------ PROVIDED RECORDS ------
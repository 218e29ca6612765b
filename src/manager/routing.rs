//! Request routing
//!
//! Each session request gets exactly one response on its topic. The capability is
//! only called for its own chain.

use super::SessionManager;
use crate::audit::AuditEntry;
use crate::capability::SigningCapability;
use crate::types::{RpcResponse, SessionRequest};
use futures::FutureExt;
use std::any::Any;
use std::panic::AssertUnwindSafe;
use tracing::{debug, error, info, warn};

impl SessionManager {
    pub(super) async fn on_session_request(&self, request: SessionRequest) {
        let bindings = {
            let mut state = self.inner.state.write().await;
            let bindings = state.bindings();
            if bindings.is_some() {
                state.record_verify_context(request.verify_context.clone());
            }
            bindings
        };
        let Some((capability, transport)) = bindings else {
            warn!(request_id = request.id, topic = %request.topic, "Dropping session request, manager is not set up");
            return;
        };

        let response = execute(capability.as_ref(), &request)
            .await
            .with_id(request.id);
        let status = if response.is_error() { "error" } else { "success" };
        let detail = response.error_message().map(str::to_string);

        if let Err(e) = transport
            .respond_session_request(&request.topic, response)
            .await
        {
            error!(request_id = request.id, topic = %request.topic, error = %e, "Failed to respond to session request");
        }

        let mut entry = AuditEntry::new("request_responded", status)
            .topic(request.topic.clone())
            .request(request.id)
            .method(request.request.method.clone());
        if let Some(detail) = detail {
            entry = entry.detail(detail);
        }
        self.audit(entry).await;
    }
}

/// Produce the response for `request`, never panicking
async fn execute(capability: &dyn SigningCapability, request: &SessionRequest) -> RpcResponse {
    let chain_id = capability.chain_id();
    if request.chain_id != chain_id {
        info!(
            request_id = request.id,
            chain_id = %request.chain_id,
            supported = %chain_id,
            "Refusing request for unsupported chain"
        );
        return RpcResponse::error(request.id, format!("chain unsupported: {}", request.chain_id));
    }

    debug!(request_id = request.id, method = %request.request.method, "Executing session request");
    match AssertUnwindSafe(capability.execute(request))
        .catch_unwind()
        .await
    {
        Ok(response) => response,
        Err(panic) => {
            let message = panic_message(panic.as_ref());
            error!(request_id = request.id, method = %request.request.method, panic = %message, "Signing capability panicked");
            RpcResponse::error(request.id, format!("signing capability failed: {}", message))
        }
    }
}

fn panic_message(panic: &(dyn Any + Send)) -> String {
    if let Some(message) = panic.downcast_ref::<&str>() {
        message.to_string()
    } else if let Some(message) = panic.downcast_ref::<String>() {
        message.clone()
    } else {
        "unknown panic".to_string()
    }
}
------
- _TASK GOAL_: Return each line from the records that includes the word "detail".

- _SOLUTION_:
        let detail = response.error_message().map(str::to_string);
        if let Some(detail) = detail {
            entry = entry.detail(detail);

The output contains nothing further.